Petrichor: The Scent of Rain on Dry Earth. ~ Andrea Charpentier

Alabama. I am two years old.

The smell of rain on the verdant grass is fresh and soothing.

I am mystified over the transfer, how this wetness from the sky can create a smell, after mixing with the little green shoots that sprout from the ground. It is magic.

South Korea. I am four years old. The storm turns the sky a golden amber color and I am reminded of my favorite drink, Schweppes Ginger Ale. I want to climb to the rooftop to taste it, to confirm my suspicions as to whether or not it tastes the same, but my uncle won’t let me. He doesn’t understand that my parents let me play on the roof all of the time, but they are not here to let him know. I pour Ginger Ale in my bowl of rice to console myself, find it disgusting, and am admonished for wasting food.

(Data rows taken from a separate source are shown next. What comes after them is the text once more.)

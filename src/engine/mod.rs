//! Form Engine - Control registry and field context.
//!
//! The engine owns the process-level pieces every field shares:
//! - Registry: declared type name → control descriptor
//! - Context: the registry and localizer a field is built against
//!
//! # Registration contract
//!
//! Controls are registered before the first field resolves its type:
//!
//! ```text
//! register_builtin_controls() → register(custom) → FieldController::new(..)
//! ```
//!
//! Registering later still works, and is logged.

mod context;
mod registry;

pub use context::*;
pub use registry::*;
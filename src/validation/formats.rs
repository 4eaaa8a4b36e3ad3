//! Format validators keyed by declared type name.
//!
//! A declared type with an entry here must match its pattern before any
//! length/bounds check runs. Types without an entry skip the format step.

use std::collections::HashMap;

use once_cell::sync::Lazy;
use regex::Regex;

const PATTERNS: &[(&str, &str)] = &[
    ("email", r"^[\w.%+-]+@[A-Za-z0-9-]+(\.[A-Za-z0-9-]+)*\.[A-Za-z]{2,}$"),
    ("url", r"^(https?|ftp)://[^\s/$.?#][^\s]*$"),
    ("number", r"^[-+]?(\d+\.?\d*|\.\d+)([eE][-+]?\d+)?$"),
    ("integer", r"^[-+]?\d+$"),
    ("alpha", r"^[A-Za-z]+$"),
    ("alphanum", r"^[A-Za-z0-9]+$"),
    ("tel", r"^\+?[0-9()\- ]{5,}$"),
    ("hex", r"^#?([A-Fa-f0-9]{6}|[A-Fa-f0-9]{3})$"),
];

static FORMATS: Lazy<HashMap<&'static str, Regex>> = Lazy::new(|| {
    PATTERNS
        .iter()
        .map(|(name, pattern)| {
            let regex = Regex::new(pattern).expect("built-in format patterns are valid");
            (*name, regex)
        })
        .collect()
});

/// The format pattern for a declared type, if one exists.
pub fn format_for(type_name: &str) -> Option<&'static Regex> {
    FORMATS.get(type_name)
}

/// Whether `text` satisfies the format of `type_name`.
///
/// Types without a format always match.
pub fn matches_format(type_name: &str, text: &str) -> bool {
    format_for(type_name).is_none_or(|regex| regex.is_match(text))
}
//! Per-worker scratch state for point location.
//!
//! An [`ExecutionContext`] owns one [`Level`] per depth of the fill graph plus
//! the mesh element cache. Workers never share a context, so the resolver can
//! mutate it freely while the [`crate::geometry::Geometry`] stays read-only.
//! Everything is allocated once in [`crate::geometry::Geometry::new_context`]
//! and reused for every query.

use nalgebra::{Point3, Vector3};

use crate::surface::Surface;
use crate::universe::UniverseId;


/// Traversal state at one depth of the fill graph.
#[derive(Debug, Clone, PartialEq)]
pub struct Level {
    /// Position in the level universe's frame, after its transform and symmetry.
    pub pos: Point3<f64>,
    pub dir: Vector3<f64>,
    pub universe: UniverseId,
    /// Local index of the resolved cell, region, element or body.
    pub entity: Option<usize>,
    /// Set when the resolved entity holds a leaf rather than a fill.
    pub last: bool,
    /// This level's contribution to the zone index.
    pub zone: u64,
    /// Bounding surface of the resolved entity, where one was published.
    pub surface: Option<Surface>,
}

impl Level {
    fn new() -> Self {
        Self {
            pos: Point3::origin(),
            dir: Vector3::z(),
            universe: UniverseId(0),
            entity: None,
            last: false,
            zone: 0,
            surface: None,
        }
    }

    #[inline]
    pub(crate) fn reset(&mut self, universe: UniverseId, pos: Point3<f64>, dir: Vector3<f64>) {
        self.pos = pos;
        self.dir = dir;
        self.universe = universe;
        self.entity = None;
        self.last = false;
        self.zone = 0;
        self.surface = None;
    }
}

/// Last mesh element found in a universe and the collision it was found at.
#[derive(Debug, Clone, Copy, PartialEq, Eq, Default)]
struct MeshSlot {
    element: Option<usize>,
    stamp: u64,
}

#[derive(Debug, Clone)]
pub struct ExecutionContext {
    id: usize,
    pub(crate) levels: Vec<Level>,
    /// Levels touched by the last query.
    pub(crate) used: usize,
    pub(crate) zone: u64,
    collision: u64,
    mesh_cache: Vec<MeshSlot>,
}

impl ExecutionContext {
    pub(crate) fn new(id: usize, depth: usize, universes: usize) -> Self {
        Self {
            id,
            levels: vec![Level::new(); depth],
            used: 0,
            zone: 0,
            collision: 0,
            mesh_cache: vec![MeshSlot::default(); universes],
        }
    }

    pub fn id(&self) -> usize {
        self.id
    }

    /// Zone index of the leaf found by the last successful query.
    #[inline]
    pub fn last_zone_index(&self) -> u64 {
        self.zone
    }

    /// Levels visited by the last query, root first.
    pub fn levels(&self) -> &[Level] {
        &self.levels[..self.used]
    }

    pub fn collision(&self) -> u64 {
        self.collision
    }

    /// Starts a new collision, invalidating every cached mesh element.
    #[inline]
    pub fn next_collision(&mut self) {
        self.collision += 1;
    }

    #[inline]
    pub(crate) fn cached_mesh_element(&self, universe: UniverseId) -> Option<usize> {
        let slot = self.mesh_cache[universe.0];
        if slot.stamp == self.collision {
            slot.element
        } else {
            None
        }
    }

    #[inline]
    pub(crate) fn store_mesh_element(&mut self, universe: UniverseId, element: usize) {
        self.mesh_cache[universe.0] = MeshSlot {
            element: Some(element),
            stamp: self.collision,
        };
    }
}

Georgia. I am seven years old. The smell of rain is ever-present here in this humid world, and I am now old enough to understand that it helps the little green blades of grass grow, and that they are tied together. The sweet, green smell of wet grass is intermingled with the sharp scent of rain steaming from the street, and I can’t decide which smell I love more.

Georgia. I am seventeen years old. The rain and I are fast friends. I enjoy going on solitary drives in it, and discover that when the streetlights are shining a certain way through the windshield, that I don’t have to run the wipers, and can see perfectly fine; I can allow the drops of water to bead up, creating an affect that is like looking through a thin veil of thousands of tiny gems, back-dropped by a storming India-inked sky. All of the windows are cracked slightly open and music is always present.

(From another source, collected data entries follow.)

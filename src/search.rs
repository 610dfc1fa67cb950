//! Spatial acceleration for universes made of many explicit bodies.
//!
//! Pebble beds, tetrahedral meshes and triangulated solids can hold thousands
//! of bodies. Testing each one on every query is too slow, so a uniform grid is
//! laid over their bounding boxes once, and a query only tests the bodies
//! overlapping the grid cell the point falls in.
//!
//! - [`Aabb`]: axis-aligned bounding boxes
//! - [`SearchGrid`]: compressed cell-to-body lists

use nalgebra::{Point3, Vector3};

use crate::settings::{SEARCH_GRID_MAX_DIVISIONS, SEARCH_GRID_OCCUPANCY};


/// Axis-aligned bounding box.
#[derive(Debug, Clone, Copy, PartialEq)]
pub struct Aabb {
    pub min: Point3<f64>,
    pub max: Point3<f64>,
}

impl Aabb {
    pub fn new(min: Point3<f64>, max: Point3<f64>) -> Self {
        Self { min, max }
    }

    /// Smallest box holding every point, `None` for no points.
    pub fn from_points<I: IntoIterator<Item = Point3<f64>>>(points: I) -> Option<Self> {
        let mut iter = points.into_iter();
        let first = iter.next()?;
        Some(iter.fold(Self::new(first, first), |acc, p| Self {
            min: acc.min.inf(&p),
            max: acc.max.sup(&p),
        }))
    }

    pub fn union(&self, other: &Aabb) -> Aabb {
        Aabb {
            min: self.min.inf(&other.min),
            max: self.max.sup(&other.max),
        }
    }

    #[inline]
    pub fn contains(&self, p: &Point3<f64>) -> bool {
        (0..3).all(|i| p[i] >= self.min[i] && p[i] <= self.max[i])
    }

    pub fn extent(&self) -> Vector3<f64> {
        self.max - self.min
    }
}

/// Uniform grid of body lists in compressed row form.
#[derive(Debug, Clone, PartialEq)]
pub struct SearchGrid {
    bounds: Option<Aabb>,
    divisions: [usize; 3],
    starts: Vec<u32>,
    items: Vec<u32>,
}

impl SearchGrid {
    pub fn build(boxes: &[Aabb]) -> Self {
        let Some(bounds) = boxes.iter().copied().reduce(|a, b| a.union(&b)) else {
            return Self {
                bounds: None,
                divisions: [1; 3],
                starts: vec![0, 0],
                items: Vec::new(),
            };
        };

        let per_axis = (boxes.len() as f64 / SEARCH_GRID_OCCUPANCY).cbrt().ceil() as usize;
        let extent = bounds.extent();
        let divisions = [0, 1, 2].map(|i| {
            if extent[i] > 0.0 {
                per_axis.clamp(1, SEARCH_GRID_MAX_DIVISIONS)
            } else {
                1
            }
        });

        let mut grid = Self {
            bounds: Some(bounds),
            divisions,
            starts: Vec::new(),
            items: Vec::new(),
        };

        let n_cells = divisions.iter().product::<usize>();
        let mut counts = vec![0u32; n_cells + 1];
        for b in boxes {
            grid.for_each_cell(b, |cell| counts[cell + 1] += 1);
        }
        for i in 0..n_cells {
            counts[i + 1] += counts[i];
        }

        let mut fill = counts.clone();
        let mut items = vec![0u32; counts[n_cells] as usize];
        for (index, b) in boxes.iter().enumerate() {
            grid.for_each_cell(b, |cell| {
                items[fill[cell] as usize] = index as u32;
                fill[cell] += 1;
            });
        }

        grid.starts = counts;
        grid.items = items;
        grid
    }

    #[inline]
    fn axis_cell(&self, bounds: &Aabb, axis: usize, x: f64) -> usize {
        let n = self.divisions[axis];
        let extent = bounds.max[axis] - bounds.min[axis];
        if extent <= 0.0 {
            return 0;
        }
        let cell = ((x - bounds.min[axis]) / extent * n as f64).floor();
        (cell.max(0.0) as usize).min(n - 1)
    }

    fn for_each_cell(&self, b: &Aabb, mut f: impl FnMut(usize)) {
        let Some(bounds) = &self.bounds else {
            return;
        };
        let lo = [0, 1, 2].map(|i| self.axis_cell(bounds, i, b.min[i]));
        let hi = [0, 1, 2].map(|i| self.axis_cell(bounds, i, b.max[i]));
        let [nx, ny, _] = self.divisions;
        for k in lo[2]..=hi[2] {
            for j in lo[1]..=hi[1] {
                for i in lo[0]..=hi[0] {
                    f(i + j * nx + k * nx * ny);
                }
            }
        }
    }

    /// Bodies whose boxes overlap the grid cell holding `p`, in ascending order.
    #[inline]
    pub fn candidates(&self, p: &Point3<f64>) -> &[u32] {
        let Some(bounds) = &self.bounds else {
            return &[];
        };
        if !bounds.contains(p) {
            return &[];
        }
        let [nx, ny, _] = self.divisions;
        let cell = self.axis_cell(bounds, 0, p.x)
            + self.axis_cell(bounds, 1, p.y) * nx
            + self.axis_cell(bounds, 2, p.z) * nx * ny;
        &self.items[self.starts[cell] as usize..self.starts[cell + 1] as usize]
    }
}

Switzerland. I am twenty-four years old. I am lost, exhausted and stare worriedly at the grey sky; it’s going to come down hard any minute. Must I be soaked to the bone on top of being lost? I plead with the storm clouds to wait just a little while longer. They kindly oblige my desperate prayer and let loose its torrents shortly after I finally board the right bus. I silently tell the wet drops flashing over the windows, “Thank you.”

Minnesota. I am twenty-five years old. The rain comes down disguised as snow and I discover I am not a fan of the wardrobe change.

California. I am twenty-six years old. It never rains here and it disturbs my psyche to no end.

Belize. I am thirty years old. It’s June, the rainy season is approaching and I look forward to the approaching “bad weather,” waiting for the rain like a lost love. A briny smell is in the air that is as refreshing as it is intoxicating. A friend and I walk out to the end of the dock, and release the ashes of his dear sister to the Caribbean; mere moments later, we are blessed with a downpour. We run back to the condo, drenched, laughing, crying, baptized.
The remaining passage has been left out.